How Bitcoin Signatures Actually Work
Bitcoin transactions are secured by ECDSA (Elliptic Curve Digital Signature Algorithm). Every wallet has a private key and a public key. The private key is yours alone. The public key is derived from it and visible to anyone.
When you send Bitcoin, you sign the transaction with your private key. The network verifies your signature using your public key. The security guarantee: knowing the public key should make it computationally impossible to derive the private key.
That guarantee held for 30 years. It no longer holds for quantum computers.
What Shor's Algorithm Does
In 1994, mathematician Peter Shor published an algorithm that, running on a sufficiently powerful quantum computer, can factor large numbers exponentially faster than any classical computer. ECDSA's security is based on the hardness of the elliptic curve discrete logarithm problem, a mathematical cousin of factoring. Shor's algorithm breaks both.
The catch: the algorithm requires fault-tolerant logical qubits that did not exist in 1994. They are being built now.
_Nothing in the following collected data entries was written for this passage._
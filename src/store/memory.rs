//! Thread-safe in-memory [`AuditStore`] implementation for local development and tests.

// self
use crate::{
	_prelude::*,
	audit::{AuditId, AuditRecord},
	store::{AuditStore, AuditTable, StoreError, StoreFuture},
};

type StoreTable = Arc<RwLock<AuditTable>>;

/// Thread-safe storage backend that keeps audit records in-process for tests and demos.
#[derive(Clone, Debug, Default)]
pub struct MemoryAuditStore(StoreTable);
impl MemoryAuditStore {
	/// Number of stored records.
	pub fn len(&self) -> usize {
		self.0.read().len()
	}

	/// Returns `true` if nothing has been stored yet.
	pub fn is_empty(&self) -> bool {
		self.len() == 0
	}

	/// Snapshot of every stored record in identifier order.
	pub fn records(&self) -> Vec<AuditRecord> {
		self.0.read().find_all()
	}

	fn update_now(table: StoreTable, record: AuditRecord) -> Result<AuditRecord, StoreError> {
		table.write().update(record, OffsetDateTime::now_utc())
	}
}
impl AuditStore for MemoryAuditStore {
	fn save(&self, record: AuditRecord) -> StoreFuture<'_, AuditRecord> {
		let table = self.0.clone();

		Box::pin(async move { Ok(table.write().save(record, OffsetDateTime::now_utc())) })
	}

	fn find_by_id(&self, id: AuditId) -> StoreFuture<'_, Option<AuditRecord>> {
		let table = self.0.clone();

		Box::pin(async move { Ok(table.read().find_by_id(id)) })
	}

	fn find_by_correlation_id<'a>(
		&'a self,
		correlation_id: &'a str,
	) -> StoreFuture<'a, Option<AuditRecord>> {
		let table = self.0.clone();

		Box::pin(async move { Ok(table.read().find_by_correlation_id(correlation_id)) })
	}

	fn find_all(&self) -> StoreFuture<'_, Vec<AuditRecord>> {
		let table = self.0.clone();

		Box::pin(async move { Ok(table.read().find_all()) })
	}

	fn update(&self, record: AuditRecord) -> StoreFuture<'_, AuditRecord> {
		let table = self.0.clone();

		Box::pin(async move { Self::update_now(table, record) })
	}

	fn delete_by_id(&self, id: AuditId) -> StoreFuture<'_, ()> {
		let table = self.0.clone();

		Box::pin(async move {
			table.write().delete(id);

			Ok(())
		})
	}
}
Researchers estimate approximately 4,000 fault-tolerant logical qubits are needed to break a 256-bit elliptic curve key in hours. IBM's publicly stated roadmap targets 100,000 physical qubits by 2030. The error correction ratio is roughly 1000:1, meaning 100,000 physical qubits yields roughly 100 logical qubits today. But that ratio is improving every year.
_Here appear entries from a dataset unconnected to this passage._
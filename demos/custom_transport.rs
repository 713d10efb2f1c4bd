//! Demonstrates plugging a custom [`HttpTransport`] into the executor.
//!
//! 1. Implement [`HttpTransport`] for any client; here an in-process table of canned replies.
//! 2. Wrap it in `Arc` and pass it to [`Executor::with_http_client`].
//! 3. Failures from every stage still produce exactly one audit record per call.

// std
use std::sync::Arc;
// crates.io
use color_eyre::Result;
// self
use rest_foundation::{
	error::TransportError,
	executor::Executor,
	http::{HttpRequest, HttpResponse, HttpTransport, Method, TransportFuture},
	store::{AuditStore, MemoryAuditStore},
	strategy::{CheckAccount, DecoratedStrategy},
	token::StaticTokenSource,
};

const BASE_URL: &str = "mock://provider-x";

/// Answers Provider X account checks from memory.
#[derive(Debug, Default)]
struct CannedTransport;
impl HttpTransport for CannedTransport {
	fn send(&self, request: HttpRequest) -> TransportFuture<'_> {
		Box::pin(async move {
			if request.method != Method::POST {
				return Err(TransportError::invalid_request(request.url, "only POST is supported"));
			}

			let body = request.body.unwrap_or_default();
			let reply = if body.contains("ACC-BLOCKED") {
				r#"{"statusCode":"FAILED","statusMessage":"Account is blocked"}"#
			} else {
				r#"{"statusCode":"SUCCESS","isActive":true,"accountHolderName":"Jane Roe"}"#
			};

			Ok(HttpResponse::new(200, reply))
		})
	}
}

#[tokio::main]
async fn main() -> Result<()> {
	color_eyre::install()?;

	let store = Arc::new(MemoryAuditStore::default());
	let executor: Executor<CannedTransport> =
		Executor::with_http_client(store.clone(), Arc::new(CannedTransport));
	let token_source = Arc::new(StaticTokenSource::new("demo-token"));

	for account_no in ["ACC-1001", "ACC-BLOCKED"] {
		let strategy =
			DecoratedStrategy::new(CheckAccount::new(account_no), token_source.clone(), BASE_URL);

		match executor.execute(&strategy).await {
			Ok(account) => println!(
				"{account_no}: holder {}.",
				account.account_holder_name.unwrap_or_default()
			),
			Err(e) => println!("{account_no}: {} ({}).", e, e.kind()),
		}
	}

	for record in store.find_all().await? {
		println!(
			"Audit #{}: {} error={:?}.",
			record.id.unwrap_or_default(),
			record.status,
			record.error_message
		);
	}

	Ok(())
}
//! Bearer credential sources consumed by decorated strategies.
//!
//! A [`TokenSource`] hands out the credential for one provider. Acquisition, caching, and
//! refresh are each implementation's concern; the pipeline only asks for a token once per call
//! and never retries. Sources are registered per [`Provider`](crate::provider::Provider) in an
//! immutable [`TokenSourceRegistry`] built at startup.

pub mod provider_x;
pub mod registry;
pub mod secret;

pub use provider_x::*;
pub use registry::*;
pub use secret::*;

// self
use crate::_prelude::*;

/// Boxed future returned by [`TokenSource::token`].
pub type TokenFuture<'a> =
	Pin<Box<dyn Future<Output = Result<Option<TokenSecret>, TokenSourceError>> + 'a + Send>>;

/// Capability that supplies a bearer credential for a provider.
///
/// Implementations must be safe to call concurrently. Resolving to `Ok(None)` means the source
/// had nothing to offer; callers treat that exactly like a failed acquisition rather than as an
/// empty credential.
pub trait TokenSource
where
	Self: Send + Sync,
{
	/// Retrieves the current credential.
	fn token(&self) -> TokenFuture<'_>;
}

/// Failure reported by a [`TokenSource`].
#[derive(Clone, Debug, PartialEq, Eq, ThisError)]
#[error("{message}")]
pub struct TokenSourceError {
	/// Human-readable reason.
	pub message: String,
}
impl TokenSourceError {
	/// Creates a new error from any reason.
	pub fn new(message: impl Into<String>) -> Self {
		Self { message: message.into() }
	}
}
impl From<TokenSourceError> for Error {
	fn from(e: TokenSourceError) -> Self {
		Error::token_acquisition(e.message)
	}
}

/// Token source that always returns the same pre-provisioned credential.
///
/// Useful for long-lived API keys and tests.
#[derive(Clone, Debug)]
pub struct StaticTokenSource(TokenSecret);
impl StaticTokenSource {
	/// Wraps a fixed credential.
	pub fn new(token: impl Into<String>) -> Self {
		Self(TokenSecret::new(token))
	}
}
impl TokenSource for StaticTokenSource {
	fn token(&self) -> TokenFuture<'_> {
		let secret = self.0.clone();

		Box::pin(async move { Ok(Some(secret)) })
	}
}
//! Strategy decorator that adds a provider base URL, bearer credentials, and envelope checks.

// self
use crate::{
	_prelude::*,
	http::{self, AUTHORIZATION, Method},
	provider::{Provider, ProviderDescriptor},
	strategy::{Envelope, OutboundRequest, RequestStrategy, ResponseType, StrategyFuture},
	token::TokenSource,
};

const UNKNOWN_PROVIDER_LABEL: &str = "provider";

/// Wraps a [`RequestStrategy`] for a specific provider.
///
/// The decorator:
/// - prefixes the inner URL with the configured base URL (plain concatenation, no separator
///   normalization);
/// - copies the inner headers and injects `Authorization: Bearer <token>` from its
///   [`TokenSource`];
/// - fails the call when the decoded response carries a `statusCode` other than `SUCCESS`,
///   before delegating to the inner [`RequestStrategy::process_result`].
///
/// Method, request entity, and response type are delegated unchanged, so decorators nest.
pub struct DecoratedStrategy<S> {
	inner: S,
	token_source: Arc<dyn TokenSource>,
	base_url: String,
	provider_label: &'static str,
}
impl<S> DecoratedStrategy<S>
where
	S: RequestStrategy,
{
	/// Decorates `inner` with a token source and base URL.
	pub fn new(inner: S, token_source: Arc<dyn TokenSource>, base_url: impl Into<String>) -> Self {
		Self {
			inner,
			token_source,
			base_url: base_url.into(),
			provider_label: UNKNOWN_PROVIDER_LABEL,
		}
	}

	/// Decorates `inner` for the provider described by `descriptor`.
	pub fn for_provider(
		inner: S,
		token_source: Arc<dyn TokenSource>,
		descriptor: &ProviderDescriptor,
	) -> Self {
		Self::new(inner, token_source, descriptor.base_url.clone()).with_provider(descriptor.id)
	}

	/// Names the provider in the fallback envelope failure message.
	pub fn with_provider(mut self, provider: Provider) -> Self {
		self.provider_label = provider.display_name();

		self
	}

	/// Wrapped strategy.
	pub fn inner(&self) -> &S {
		&self.inner
	}

	/// Base URL prefixed to the inner URL.
	pub fn base_url(&self) -> &str {
		&self.base_url
	}

	fn check_envelope(&self, response: &S::Response) -> Result<()> {
		let envelope = Envelope::inspect(response);

		if envelope.is_success() {
			return Ok(());
		}

		tracing::debug!(
			status_code = envelope.status_code.as_deref(),
			provider = self.provider_label,
			"Provider envelope reported a failure."
		);

		Err(Error::envelope(
			envelope
				.status_message
				.unwrap_or_else(|| format!("Unknown error from {}", self.provider_label)),
		))
	}
}
impl<S> RequestStrategy for DecoratedStrategy<S>
where
	S: RequestStrategy,
{
	type Request = S::Request;
	type Response = S::Response;

	fn url(&self) -> Result<String> {
		let url = format!("{}{}", self.base_url, self.inner.url()?);

		tracing::debug!(%url, "Resolved decorated URL.");

		Ok(url)
	}

	fn method(&self) -> Result<Method> {
		self.inner.method()
	}

	fn build_request(&self) -> StrategyFuture<'_, OutboundRequest<Self::Request>> {
		Box::pin(async move {
			let OutboundRequest { mut headers, body } = self.inner.build_request().await?;
			let token = self
				.token_source
				.token()
				.await?
				.filter(|token| !token.is_blank())
				.ok_or_else(|| Error::token_acquisition("Token source returned no token."))?;

			headers.insert(AUTHORIZATION, http::bearer_auth(token.expose())?);

			Ok(OutboundRequest { headers, body })
		})
	}

	fn response_type(&self) -> Result<ResponseType<Self::Response>> {
		self.inner.response_type()
	}

	fn process_result(&self, response: &Self::Response) -> Result<()> {
		self.check_envelope(response)?;
		self.inner.process_result(response)
	}
}
impl<S> Debug for DecoratedStrategy<S>
where
	S: Debug,
{
	fn fmt(&self, f: &mut Formatter) -> FmtResult {
		f.debug_struct("DecoratedStrategy")
			.field("inner", &self.inner)
			.field("base_url", &self.base_url)
			.field("provider", &self.provider_label)
			.finish_non_exhaustive()
	}
}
The Attack That's Already Happening
You do not need to break encryption in real time to exploit this vulnerability. You only need to be patient.
Intelligence agencies (and likely criminal enterprises) are collecting encrypted internet traffic today with the explicit intention of decrypting it once quantum computers are powerful enough. This is called "harvest now, decrypt later."
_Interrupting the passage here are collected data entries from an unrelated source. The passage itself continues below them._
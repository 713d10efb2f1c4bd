//! Demonstrates checking a Provider X account through a gateway backed by the default reqwest
//! transport, then reading the resulting audit record back from the in-memory store.

// std
use std::sync::Arc;
// crates.io
use color_eyre::Result;
use httpmock::prelude::*;
// self
use rest_foundation::{
	executor::Executor,
	gateway::ProviderGateway,
	http::ReqwestHttpClient,
	provider::{Provider, ProviderDescriptor},
	reqwest::Client,
	store::{AuditStore, MemoryAuditStore},
	strategy::CheckAccount,
	token::{StaticTokenSource, TokenSourceRegistry},
};

#[tokio::main]
async fn main() -> Result<()> {
	color_eyre::install()?;

	let server = MockServer::start_async().await;
	let account_mock = server
		.mock_async(|when, then| {
			when.method(POST).path("/account/check").header("authorization", "Bearer demo-token");
			then.status(200).header("content-type", "application/json").body(
				"{\"statusCode\":\"SUCCESS\",\"isActive\":true,\"accountHolderName\":\"Jane Roe\"}",
			);
		})
		.await;
	let store = Arc::new(MemoryAuditStore::default());
	let http_client = ReqwestHttpClient::with_client(
		Client::builder().timeout(std::time::Duration::from_secs(5)).build()?,
	);
	let executor = <Executor<ReqwestHttpClient>>::with_http_client(store.clone(), http_client)
		.with_auditor("demo");
	let registry = TokenSourceRegistry::builder()
		.register(Provider::ProviderX, StaticTokenSource::new("demo-token"))
		.build();
	let descriptor =
		ProviderDescriptor::builder(Provider::ProviderX).base_url(server.base_url()).build()?;
	let gateway = ProviderGateway::new(Arc::new(executor), Arc::new(registry), descriptor);
	let account = gateway.execute(CheckAccount::new("ACC-1001")).await?;

	println!(
		"Account holder {} is active: {}.",
		account.account_holder_name.unwrap_or_default(),
		account.is_active.unwrap_or_default()
	);

	account_mock.assert_async().await;

	for record in store.find_all().await? {
		println!(
			"Audit #{}: {} {} -> {} in {}ms.",
			record.id.unwrap_or_default(),
			record.method.as_deref().unwrap_or("-"),
			record.url.unwrap_or_default(),
			record.status,
			record.duration_ms
		);
	}

	Ok(())
}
The data being collected includes financial records, private communications, and blockchain transactions. If the encryption protecting it uses ECDSA or RSA, it will be readable within this decade.
"The attack does not start when the quantum computer is ready. It started when the data was collected."
Four Million Exposed Bitcoin Addresses
Here is the precise technical vulnerability. When you receive Bitcoin but have never spent from an address, only your public key hash is on-chain, not the public key itself. This provides a layer of protection because breaking a hash is harder than breaking the public key directly.
But the moment you send a transaction, your full public key is published to the blockchain permanently. Researchers have counted approximately 4 million Bitcoin addresses where the public key is already exposed. Those addresses hold roughly 20% of all Bitcoin in circulation. They are targets.
When Does This Become Critical?
Conservative estimate: quantum computers capable of breaking ECDSA arrive between 2029 and 2033. Optimistic estimate for adversaries with classified hardware: 2027 to 2028. Neither date is far away.
Blockchain transactions are permanent and public. There is no retroactive fix. The window to act is now, not when the hardware arrives.
"By the time a quantum computer can break Bitcoin, it will be too late to migrate Bitcoin."